The CFP is open for DoK Day at KubeCon NA 2024 through July 14.

Submit Now!

Cloud-Native Dataspaces: Experiences from the German Research Data Ecosystem

Data on Kubernetes and stateful applications have gained remarkable adoption across the community. But why stop there? Kubernetes and cloud-native tools can provide compelling core technologies for building sophisticated data ecosystems, from advanced metadata handling to workflows and events. Enter the realm of “dataspaces,” a transformative concept empowering organizations to seamlessly integrate and synchronize data sharing patterns for diverse existing data landscapes, that can even extend across organizational boundaries. Our session gave practical examples how Kubernetes and open source tools can be used to harmonize a heterogeneous data ecosystem.
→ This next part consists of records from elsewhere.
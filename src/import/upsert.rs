//! Batched upsert stage
//!
//! One existence-check-then-write round trip per row, sequentially awaited.
//! This bounds peak load on the storage engine and keeps the tally accurate;
//! throughput scales linearly with row count, which is acceptable for
//! month-sized sheets. Per-row failures never abort the batch.

use serde::Serialize;

use crate::db::models::RokarData;
use crate::db::repository::{RokarRepository, UpsertOutcome};

/// Per-outcome tally for one import run
#[derive(Debug, Default, Clone, Copy, PartialEq, Eq, Serialize)]
pub struct ImportSummary {
    pub inserted: usize,
    pub overwritten: usize,
    pub skipped: usize,
    pub errors: usize,
}

/// Upsert every normalized row against the target store.
///
/// Conflict semantics per row: absent → insert; present without overwrite →
/// skip; present with overwrite → whole-document replace. A failed row is
/// logged, tallied under `errors`, and the batch continues.
pub async fn import_rows(
    repo: &RokarRepository,
    store_id: &str,
    rows: Vec<RokarData>,
    overwrite: bool,
    imported_by: &str,
) -> ImportSummary {
    let mut summary = ImportSummary::default();

    for row in rows {
        let date = row.date.clone();
        if chrono::NaiveDate::parse_from_str(&date, "%Y-%m-%d").is_err() {
            // Legacy lenient dates survive normalization as raw strings;
            // make the leniency visible when they reach storage.
            tracing::warn!(store_id, date = %date, "Importing row with non-ISO date key");
        }

        match repo.upsert_entry(store_id, row, overwrite, imported_by).await {
            Ok(UpsertOutcome::Inserted) => summary.inserted += 1,
            Ok(UpsertOutcome::Overwritten) => summary.overwritten += 1,
            Ok(UpsertOutcome::Skipped) => summary.skipped += 1,
            Err(e) => {
                tracing::warn!(store_id, date = %date, error = %e, "Failed to import rokar row");
                summary.errors += 1;
            }
        }
    }

    summary
}
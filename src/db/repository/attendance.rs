//! Attendance repository
//!
//! Records are overwritten wholesale per save action for a given store+date,
//! keyed `{storeId}_{date}_{staffId}`.

use surrealdb::engine::local::Db;
use surrealdb::{RecordId, Surreal};

use super::{BaseRepository, RepoError, RepoResult};
use crate::db::models::{AttendanceRecord, attendance_key};

const TABLE: &str = "attendance";

#[derive(Clone)]
pub struct AttendanceRepository {
    base: BaseRepository,
}

impl AttendanceRepository {
    pub fn new(db: Surreal<Db>) -> Self {
        Self {
            base: BaseRepository::new(db),
        }
    }

    /// All staff records for one store on one date
    pub async fn find_by_store_date(
        &self,
        store_id: &str,
        date: &str,
    ) -> RepoResult<Vec<AttendanceRecord>> {
        let records: Vec<AttendanceRecord> = self
            .base
            .db()
            .query(
                "SELECT * FROM attendance \
                 WHERE store_id = $store_id AND date = $date \
                 ORDER BY staff_id",
            )
            .bind(("store_id", store_id.to_string()))
            .bind(("date", date.to_string()))
            .await?
            .take(0)?;
        Ok(records)
    }

    /// Create-or-replace one staff member's day
    pub async fn save(&self, mut record: AttendanceRecord) -> RepoResult<AttendanceRecord> {
        record.id = None;
        let key = RecordId::from_table_key(
            TABLE,
            attendance_key(&record.store_id, &record.date, &record.staff_id),
        );
        let saved: Option<AttendanceRecord> =
            self.base.db().upsert(key).content(record).await?;
        saved.ok_or_else(|| RepoError::Database("Failed to save attendance".to_string()))
    }
}
//! Rokar ledger repository
//!
//! All writes go through [`RokarRepository::upsert_entry`], which implements
//! the overwrite-or-skip conflict semantics on the deterministic
//! `{storeId}_{date}` key. Both the bulk importer and the manual-entry
//! endpoint share it, so conflict behavior cannot diverge between the two.

use surrealdb::engine::local::Db;
use surrealdb::{RecordId, Surreal};

use super::{BaseRepository, RepoError, RepoResult};
use crate::db::models::{RokarData, RokarEntry, rokar_key};
use crate::utils::time;

const TABLE: &str = "rokar";

/// Outcome of a single keyed upsert
#[derive(Debug, Clone, Copy, PartialEq, Eq)]
pub enum UpsertOutcome {
    Inserted,
    Overwritten,
    Skipped,
}

#[derive(Clone)]
pub struct RokarRepository {
    base: BaseRepository,
}

impl RokarRepository {
    pub fn new(db: Surreal<Db>) -> Self {
        Self {
            base: BaseRepository::new(db),
        }
    }

    /// Look up one ledger day by its composite key
    pub async fn find_by_key(&self, store_id: &str, date: &str) -> RepoResult<Option<RokarEntry>> {
        let key = RecordId::from_table_key(TABLE, rokar_key(store_id, date));
        let entry: Option<RokarEntry> = self.base.db().select(key).await?;
        Ok(entry)
    }

    /// Ledger days for a store within an inclusive date range, oldest first
    pub async fn find_range(
        &self,
        store_id: &str,
        from: &str,
        to: &str,
    ) -> RepoResult<Vec<RokarEntry>> {
        let entries: Vec<RokarEntry> = self
            .base
            .db()
            .query(
                "SELECT * FROM rokar \
                 WHERE store_id = $store_id AND date >= $from AND date <= $to \
                 ORDER BY date",
            )
            .bind(("store_id", store_id.to_string()))
            .bind(("from", from.to_string()))
            .bind(("to", to.to_string()))
            .await?
            .take(0)?;
        Ok(entries)
    }

    /// Insert-or-conflict for one ledger day.
    ///
    /// Absent → insert with `created_at` and importer attribution. Present
    /// without overwrite → skip, nothing written. Present with overwrite →
    /// whole-document replace (fields absent from the new payload are
    /// dropped, deliberately - the legacy data set behaves the same way) with
    /// `updated_at` stamped and the original `created_at` preserved.
    pub async fn upsert_entry(
        &self,
        store_id: &str,
        data: RokarData,
        overwrite: bool,
        imported_by: &str,
    ) -> RepoResult<UpsertOutcome> {
        if store_id.trim().is_empty() {
            return Err(RepoError::Validation("No store selected".to_string()));
        }

        let key = RecordId::from_table_key(TABLE, rokar_key(store_id, &data.date));
        let existing: Option<RokarEntry> = self.base.db().select(key.clone()).await?;
        let now = time::now_millis();

        match existing {
            None => {
                let entry = RokarEntry::new(store_id, data, imported_by, now);
                let created: Option<RokarEntry> =
                    self.base.db().create(key).content(entry).await?;
                created.ok_or_else(|| {
                    RepoError::Database("Failed to create rokar entry".to_string())
                })?;
                Ok(UpsertOutcome::Inserted)
            }
            Some(_) if !overwrite => Ok(UpsertOutcome::Skipped),
            Some(previous) => {
                let entry = RokarEntry::replacement(
                    store_id,
                    data,
                    imported_by,
                    previous.created_at,
                    now,
                );
                let updated: Option<RokarEntry> =
                    self.base.db().update(key).content(entry).await?;
                updated.ok_or_else(|| {
                    RepoError::Database("Failed to overwrite rokar entry".to_string())
                })?;
                Ok(UpsertOutcome::Overwritten)
            }
        }
    }
}
//! Bulk import API module

mod handler;

use axum::{Router, routing::post};

use crate::core::ServerState;

/// Import router
pub fn router() -> Router<ServerState> {
    Router::new().nest("/api/import", routes())
}

fn routes() -> Router<ServerState> {
    Router::new()
        .route("/preview", post(handler::preview))
        .route("/commit", post(handler::commit))
}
The resulting cloud-native dataspaces increase interoperability, reduce vendor lock-ins, and create an overall boost in operational efficiency by enabling the use of modern DataOps practices.


Watch the Replay

Read the Transcript

Speaker 1: 00:00 Okay. Hello everyone. Sorry for the little technical difficulties today I want to talk to you a little bit about cloud native data spaces and our experiences from the German research data ecosystem in building such ones. My name is Sebastian. I’m a cloud researcher and bioinformatician from Yu Lip University in Geen in Germany, and we are dealing as a bioinformatician. I’m dealing with quite a lot of data. As Eric Schmidt almost 15 years ago set a famous quote. There were five exabytes information created between the dawn of civilization through 2003, but that much information is now created every two days, and this was 15 years ago. So most people always talk about big data, but some people don’t really know how to define them or how to characterize them. Some people characterize them with the three Vs. And the three Vs are velocity. So data is generated at a very high speed.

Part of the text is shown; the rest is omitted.